When it was our turn in line, I laid my elbows down on the hot metal windowsill of George Michalas’s truck.
—Give us two extra large vanilla-chocolate twists with sprinkles. Lot’s of sprinkles, George. Extra sprinkles. Load em up.
George Michalas stared down at Mikey.
—How old are you?
—Dunno. Ten or—
—When I was your age, kid, I never sleep. Not once I sleep. Anybody knows me, somebody asks, is George Michalas sleep? — anybody knows me — anybody knows George Michalas — they will say, George Michalas? Never. Not once is George Michalas sleep. Screwing all night. Banging all night. Every time. All night. Never George Michalas is gonna sleep. Not once.
Mikey and I headed down a side-street, under a canopy of prehistoric trees. A Gypsy lady smoking an extra long cigarette stared at us with chemical green eyes. Our ice creams were crooked on our cones. I bit off the tip to keep mine from tumbling over. A yellow sprinkle balanced on the slope of Mikey’s chubby cheek and I told him about how when I was his age I used to spend hot August days like this one with my older brother, playing in The Loony Bin across from our house on Shaw Street. I told him how we played Running Bases, Five Hundred, Amazing Plays, Wall Ball, Whiffle Ball, Sniff Ball, Stink Ball, Spit Ball, Glove Ball, Death Ball, Dirt Ball, Dumb Ball, One Hoppers, Red Ass, Elimination, you name it, Mikey, we played them all.
—What’s your favourite sport?
—Dunno. Ball-hockey or.
I stuffed my mouth full of ice cream.
—Ball-hockey! That’s a great sport, Mikey! One of the best there is! I always loved a good game of ball hockey!
That’s when I swear on my life Serena Williams walked past us on the sidewalk. I turned around to see her again, from the backside, and she was younger than Serena Williams, lighter too, two scoops of hot fudge in short jean shorts that cut off just before the pink. Standing there I could almost taste her pink. That pink Maraschino cherry. On the pink peak of my chocolate birthday Sunday. I could feel my banana splitting inside all that gooey sweetness as she disappeared around the corner.
Then we were moving again, back towards Queen Street. Ice cream was melting sticky and cold down my fingers.
—Gotta eat it quick before it all melts, Mikey. That’s the trick with summertime ice cream. Can’t let it wait around. Gotta take big licks just like this – you see? – so you can taste the serene pinkness of Ronké’s buttery black skin. Did I ever tell you about Ronké?
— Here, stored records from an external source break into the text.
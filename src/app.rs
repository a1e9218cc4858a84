use std::fs::File;
use std::io::{self, BufWriter, Write};
use std::path::Path;

use crate::cli::{CatalogArgs, Cli, Command, CompareArgs, OutputFormat};
use crate::config::{self, Config, ConfigError};
use crate::evaluation::{evaluate, Evaluation, EvaluationError};
use crate::i18n::{self, keys, Translator};
use crate::report::{self, ExportError};
use crate::telemetry::{self, TelemetryError};
use crate::ui_cli::{self, MenuChoice};
use crate::units::UnitSystem;

/// 애플리케이션 실행 중 발생 가능한 오류를 표현한다.
#[derive(Debug, thiserror::Error)]
pub enum AppError {
    /// 파일/콘솔 입출력 오류
    #[error("입출력 오류: {0}")]
    Io(#[from] io::Error),
    /// 설정 저장/로드 오류
    #[error("설정 오류: {0}")]
    Config(#[from] ConfigError),
    /// 입력 검증 또는 구성 오류
    #[error("{0}")]
    Evaluation(#[from] EvaluationError),
    /// CSV/JSON 내보내기 오류
    #[error("{0}")]
    Export(#[from] ExportError),
    /// 로그 초기화 오류
    #[error("{0}")]
    Telemetry(#[from] TelemetryError),
}

/// CLI 플래그 → 설정 → 시스템 로케일 순으로 언어를 골라 번역기를 만든다.
pub fn translator_for(lang_arg: &str, config: &Config) -> Translator {
    let resolved = i18n::resolve_language(lang_arg, Some(config.language.as_str()));
    Translator::new_with_pack(&resolved, config.language_pack_dir.as_deref())
}

/// 오류 접두어용 번역기. 설정 파일은 읽기만 하고, 읽지 못하면 --lang과 시스템 로케일만 쓴다.
pub fn error_translator(lang_arg: &str, config_path: &Path) -> Translator {
    match config::read(config_path) {
        Ok(config) => translator_for(lang_arg, &config),
        Err(_) => Translator::new(&i18n::resolve_language(lang_arg, None)),
    }
}

/// 설정을 로드하고 로그를 초기화한 뒤 하위 명령을 실행한다.
pub fn run(cli: Cli) -> Result<(), AppError> {
    let mut config = config::load_or_default(&cli.config)?;
    let log_level = cli
        .log_level
        .clone()
        .unwrap_or_else(|| config.log_level.clone());
    telemetry::init(&log_level)?;
    let mut tr = translator_for(&cli.lang, &config);

    match cli.command.unwrap_or(Command::Interactive) {
        Command::Compare(args) => run_compare(&args, &config, &tr),
        Command::Catalog(args) => run_catalog(&args, &config, &tr),
        Command::Interactive => run_interactive(&mut config, &cli.config, &mut tr),
    }
}

fn run_compare(args: &CompareArgs, config: &Config, tr: &Translator) -> Result<(), AppError> {
    let mut request = config.defaults.to_request();
    args.apply(&mut request);
    let units = args.units.unwrap_or(config.unit_system);
    let evaluation = evaluate(&request)?;

    match &args.output {
        Some(path) => {
            let file = File::create(path)?;
            write_output(args.format, &evaluation, tr, units, BufWriter::new(file))?;
            eprintln!(
                "{}",
                tr.tf(keys::EXPORT_WRITTEN, &[("path", path.display().to_string())])
            );
        }
        None => {
            let stdout = io::stdout();
            write_output(args.format, &evaluation, tr, units, stdout.lock())?;
        }
    }
    Ok(())
}

fn write_output<W: Write>(
    format: OutputFormat,
    evaluation: &Evaluation,
    tr: &Translator,
    units: UnitSystem,
    mut writer: W,
) -> Result<(), AppError> {
    match format {
        OutputFormat::Text => {
            writer.write_all(report::render_text(evaluation, tr, units).as_bytes())?;
        }
        OutputFormat::Csv => report::write_csv(&evaluation.projection, &mut writer)?,
        OutputFormat::Json => {
            report::write_json(evaluation, &mut writer)?;
            writeln!(writer)?;
        }
    }
    writer.flush()?;
    Ok(())
}

fn run_catalog(args: &CatalogArgs, config: &Config, tr: &Translator) -> Result<(), AppError> {
    let units = args.units.unwrap_or(config.unit_system);
    print!("{}", report::render_catalog(tr, units, args.thickness));
    Ok(())
}

/// 메뉴 루프를 실행한다. 설정 변경과 마지막 입력값은 종료 시 설정 파일에 저장된다.
fn run_interactive(
    config: &mut Config,
    config_path: &Path,
    tr: &mut Translator,
) -> Result<(), AppError> {
    loop {
        match ui_cli::main_menu(tr)? {
            MenuChoice::Compare => ui_cli::handle_compare(tr, config)?,
            MenuChoice::Catalog => ui_cli::handle_catalog(tr, config)?,
            MenuChoice::Settings => {
                ui_cli::handle_settings(tr, config)?;
                config.save(config_path)?;
                // 메뉴에서 고른 언어가 --lang 플래그보다 우선한다.
                *tr = translator_for("auto", config);
            }
            MenuChoice::Exit => {
                config.save(config_path)?;
                println!("{}", tr.t(keys::APP_EXIT));
                break;
            }
        }
    }
    Ok(())
}
//! 벽체/단열재 카탈로그 모듈 모음.

pub mod insulation_catalog;
pub mod wall_catalog;

pub use insulation_catalog::{InsulationSpec, InsulationType};
pub use wall_catalog::{WallMaterial, WallType};

/// 카탈로그 조회(엄격 모드) 시 발생 가능한 오류.
#[derive(Debug, Clone, PartialEq, Eq, thiserror::Error)]
pub enum CatalogError {
    /// 등록되지 않은 벽체 식별자
    #[error("알 수 없는 벽체: {0}")]
    UnknownWall(String),
    /// 등록되지 않은 단열재 종류
    #[error("알 수 없는 단열재: {0}")]
    UnknownInsulation(String),
}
Ronké! Ronké, my first true friend!
I told Mikey that when I was ten years old my best friend was Ronké. She had three older brothers, the kindest and most beautiful people in the world, gentle tall friendly men, the tallest I’d ever seen. I wanted to be black and tall and friendly and speak no English just like them. I loved to look up into their milky eyes. They smiled down at me. They were so happy that Ronké had a friend. So happy that after school we walked along Queen Street and went into shops. So happy that I helped her put on lipstick and eyeliner in Shopper’s Drug Mart and watched her dress up in bright skirts and shiny plastic jewellery in FX Clothing and peeked through the changeroom door to catch a glimpse of her underwear and she always knew I was looking. So happy that on Friday nights in the warm summer air we stood outside the City TV building at Queen and John to watch Electric Circus. The dancers in their skintight fluorescent colours. Their moves like sex.
Ronké, my first true friend! Ronké with pulled-back frizzy hair and crooked white teeth and the way she never walked but instead put her head down and charged forward! We never kissed but we loved each other! Then the day before her twelfth birthday she vanished. Her brothers too. I never got an explanation. Where did they take her? They wrapped her up in a carpet. Deported her to hell. Put her in a pot. Burnt her alive. Now she’s the clitless slave of some teenage warlord. Now she’s sold to Dubai. They stole her away from me. I never heard from her again. Never saw her brothers again. They ripped her out of my chest.
—You have any friends, Mikey?
—Aren’t I your friend?
—It’s my birthday today. I got nothing to do. Maybe we can go to the EX. It closes tomorrow, I think. Summer’s almost gone.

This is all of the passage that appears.